- [The problem] Your answer is a number only: how many lines in the data below contain "first"?

--- START ---

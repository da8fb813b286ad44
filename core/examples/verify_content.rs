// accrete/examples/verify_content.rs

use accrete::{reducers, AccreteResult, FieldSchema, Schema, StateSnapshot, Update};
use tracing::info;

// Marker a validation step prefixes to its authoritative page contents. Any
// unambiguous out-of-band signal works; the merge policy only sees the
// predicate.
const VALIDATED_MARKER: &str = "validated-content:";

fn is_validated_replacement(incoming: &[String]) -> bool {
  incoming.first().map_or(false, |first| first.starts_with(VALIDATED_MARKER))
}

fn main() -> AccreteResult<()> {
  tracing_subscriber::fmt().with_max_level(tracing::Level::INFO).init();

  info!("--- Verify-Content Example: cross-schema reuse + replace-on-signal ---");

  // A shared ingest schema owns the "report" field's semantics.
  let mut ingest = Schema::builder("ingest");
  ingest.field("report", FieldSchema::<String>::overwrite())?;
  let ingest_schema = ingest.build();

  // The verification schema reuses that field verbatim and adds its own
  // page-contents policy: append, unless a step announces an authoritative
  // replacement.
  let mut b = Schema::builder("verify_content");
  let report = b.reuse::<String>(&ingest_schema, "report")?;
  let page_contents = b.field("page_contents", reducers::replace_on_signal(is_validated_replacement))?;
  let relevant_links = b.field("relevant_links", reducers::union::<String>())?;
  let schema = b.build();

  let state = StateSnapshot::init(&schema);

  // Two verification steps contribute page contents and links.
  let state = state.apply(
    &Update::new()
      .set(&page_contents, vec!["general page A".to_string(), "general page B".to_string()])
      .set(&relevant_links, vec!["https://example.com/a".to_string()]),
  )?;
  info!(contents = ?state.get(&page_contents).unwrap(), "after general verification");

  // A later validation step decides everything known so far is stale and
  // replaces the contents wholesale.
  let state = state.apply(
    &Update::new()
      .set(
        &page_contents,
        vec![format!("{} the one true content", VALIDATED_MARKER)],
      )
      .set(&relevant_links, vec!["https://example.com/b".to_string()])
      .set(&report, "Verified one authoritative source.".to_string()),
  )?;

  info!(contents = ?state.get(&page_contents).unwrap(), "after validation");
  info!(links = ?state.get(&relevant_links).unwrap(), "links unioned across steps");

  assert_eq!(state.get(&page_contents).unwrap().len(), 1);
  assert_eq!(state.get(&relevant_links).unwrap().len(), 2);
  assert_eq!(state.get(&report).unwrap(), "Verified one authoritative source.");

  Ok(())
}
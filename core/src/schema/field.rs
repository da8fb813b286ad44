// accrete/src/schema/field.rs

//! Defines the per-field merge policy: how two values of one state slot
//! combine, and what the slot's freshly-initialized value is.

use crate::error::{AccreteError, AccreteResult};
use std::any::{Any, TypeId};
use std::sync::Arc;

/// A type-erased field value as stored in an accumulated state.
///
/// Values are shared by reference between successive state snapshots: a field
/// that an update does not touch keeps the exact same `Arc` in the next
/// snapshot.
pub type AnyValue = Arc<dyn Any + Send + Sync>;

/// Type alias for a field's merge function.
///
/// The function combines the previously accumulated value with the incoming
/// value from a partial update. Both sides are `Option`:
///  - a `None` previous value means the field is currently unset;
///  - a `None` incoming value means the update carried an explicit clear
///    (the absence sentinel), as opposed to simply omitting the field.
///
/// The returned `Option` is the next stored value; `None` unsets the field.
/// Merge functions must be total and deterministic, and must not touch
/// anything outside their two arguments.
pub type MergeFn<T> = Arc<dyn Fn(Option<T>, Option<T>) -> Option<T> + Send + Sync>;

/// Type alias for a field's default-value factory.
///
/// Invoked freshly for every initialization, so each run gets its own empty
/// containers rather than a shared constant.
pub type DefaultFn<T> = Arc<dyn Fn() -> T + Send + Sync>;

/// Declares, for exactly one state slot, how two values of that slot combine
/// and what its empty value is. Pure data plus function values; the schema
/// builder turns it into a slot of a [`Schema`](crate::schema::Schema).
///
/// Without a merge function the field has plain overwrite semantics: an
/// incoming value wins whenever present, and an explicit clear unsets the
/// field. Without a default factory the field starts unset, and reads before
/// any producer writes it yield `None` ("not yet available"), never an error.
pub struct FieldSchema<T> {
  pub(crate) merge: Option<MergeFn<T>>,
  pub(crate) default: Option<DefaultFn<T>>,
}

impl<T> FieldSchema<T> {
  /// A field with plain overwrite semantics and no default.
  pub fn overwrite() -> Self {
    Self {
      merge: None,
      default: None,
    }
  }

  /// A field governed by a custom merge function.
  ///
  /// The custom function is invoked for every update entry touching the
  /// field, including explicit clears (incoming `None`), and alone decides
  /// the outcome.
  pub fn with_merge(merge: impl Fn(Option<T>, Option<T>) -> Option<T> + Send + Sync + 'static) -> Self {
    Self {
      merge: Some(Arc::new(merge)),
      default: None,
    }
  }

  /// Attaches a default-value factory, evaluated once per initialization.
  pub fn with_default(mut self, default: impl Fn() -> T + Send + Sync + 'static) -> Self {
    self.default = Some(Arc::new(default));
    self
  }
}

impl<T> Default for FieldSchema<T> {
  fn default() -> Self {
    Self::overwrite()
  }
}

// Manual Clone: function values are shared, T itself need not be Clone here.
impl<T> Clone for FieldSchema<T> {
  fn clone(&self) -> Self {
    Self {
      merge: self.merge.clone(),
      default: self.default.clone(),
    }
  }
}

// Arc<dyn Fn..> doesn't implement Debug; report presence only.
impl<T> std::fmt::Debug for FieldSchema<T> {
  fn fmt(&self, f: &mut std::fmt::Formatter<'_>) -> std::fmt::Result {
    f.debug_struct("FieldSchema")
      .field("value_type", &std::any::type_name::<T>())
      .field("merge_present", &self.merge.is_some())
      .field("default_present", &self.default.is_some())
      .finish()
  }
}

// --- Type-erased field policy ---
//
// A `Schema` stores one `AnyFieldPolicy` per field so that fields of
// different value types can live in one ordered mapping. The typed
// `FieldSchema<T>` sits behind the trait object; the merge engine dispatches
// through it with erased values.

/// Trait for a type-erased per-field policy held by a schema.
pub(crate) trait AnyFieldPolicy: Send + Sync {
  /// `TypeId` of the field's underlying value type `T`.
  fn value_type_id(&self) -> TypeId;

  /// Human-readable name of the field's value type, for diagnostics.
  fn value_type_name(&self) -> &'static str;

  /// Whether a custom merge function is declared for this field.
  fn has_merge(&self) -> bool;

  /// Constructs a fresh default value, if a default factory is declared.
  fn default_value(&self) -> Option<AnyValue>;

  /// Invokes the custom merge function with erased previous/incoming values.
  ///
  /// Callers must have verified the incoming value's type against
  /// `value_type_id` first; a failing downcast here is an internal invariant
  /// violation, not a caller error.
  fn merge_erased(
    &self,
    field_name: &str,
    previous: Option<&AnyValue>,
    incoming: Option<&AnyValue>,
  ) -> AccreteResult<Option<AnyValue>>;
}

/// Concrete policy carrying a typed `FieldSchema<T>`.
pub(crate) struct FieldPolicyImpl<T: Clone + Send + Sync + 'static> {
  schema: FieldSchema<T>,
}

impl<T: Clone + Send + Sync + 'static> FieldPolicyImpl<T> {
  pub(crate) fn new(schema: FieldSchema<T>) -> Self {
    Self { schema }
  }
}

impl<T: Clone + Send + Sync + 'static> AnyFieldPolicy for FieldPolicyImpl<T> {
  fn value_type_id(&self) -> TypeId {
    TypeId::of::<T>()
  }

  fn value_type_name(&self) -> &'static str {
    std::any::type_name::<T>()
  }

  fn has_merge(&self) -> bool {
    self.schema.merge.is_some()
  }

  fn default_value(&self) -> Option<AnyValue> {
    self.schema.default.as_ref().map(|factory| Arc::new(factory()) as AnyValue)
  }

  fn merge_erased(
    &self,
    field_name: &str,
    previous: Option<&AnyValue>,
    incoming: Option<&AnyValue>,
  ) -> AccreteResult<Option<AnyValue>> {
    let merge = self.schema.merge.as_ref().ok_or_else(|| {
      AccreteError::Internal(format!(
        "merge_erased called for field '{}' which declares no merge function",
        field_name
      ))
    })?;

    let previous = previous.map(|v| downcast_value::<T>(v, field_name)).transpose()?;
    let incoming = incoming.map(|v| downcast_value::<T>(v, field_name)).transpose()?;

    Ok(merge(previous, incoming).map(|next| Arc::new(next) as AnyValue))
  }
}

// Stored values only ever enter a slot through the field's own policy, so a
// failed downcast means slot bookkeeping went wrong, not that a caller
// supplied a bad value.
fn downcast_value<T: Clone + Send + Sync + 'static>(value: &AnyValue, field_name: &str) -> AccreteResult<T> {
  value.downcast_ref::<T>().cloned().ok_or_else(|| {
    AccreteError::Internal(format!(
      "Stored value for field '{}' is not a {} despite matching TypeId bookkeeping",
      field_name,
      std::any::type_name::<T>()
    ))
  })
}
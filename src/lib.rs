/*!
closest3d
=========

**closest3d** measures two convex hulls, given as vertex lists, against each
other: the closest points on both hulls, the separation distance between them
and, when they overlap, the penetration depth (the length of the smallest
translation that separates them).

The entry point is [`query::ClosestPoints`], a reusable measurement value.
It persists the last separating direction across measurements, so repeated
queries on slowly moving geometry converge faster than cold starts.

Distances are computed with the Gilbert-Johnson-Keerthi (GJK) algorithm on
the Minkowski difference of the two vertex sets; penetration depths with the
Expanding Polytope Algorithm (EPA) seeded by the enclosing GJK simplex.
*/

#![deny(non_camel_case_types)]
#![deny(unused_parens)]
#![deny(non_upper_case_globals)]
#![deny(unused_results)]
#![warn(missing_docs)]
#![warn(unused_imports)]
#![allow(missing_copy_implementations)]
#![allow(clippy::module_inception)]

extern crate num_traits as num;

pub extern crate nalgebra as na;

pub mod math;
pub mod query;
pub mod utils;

--- END ---

- [Response to the task] 2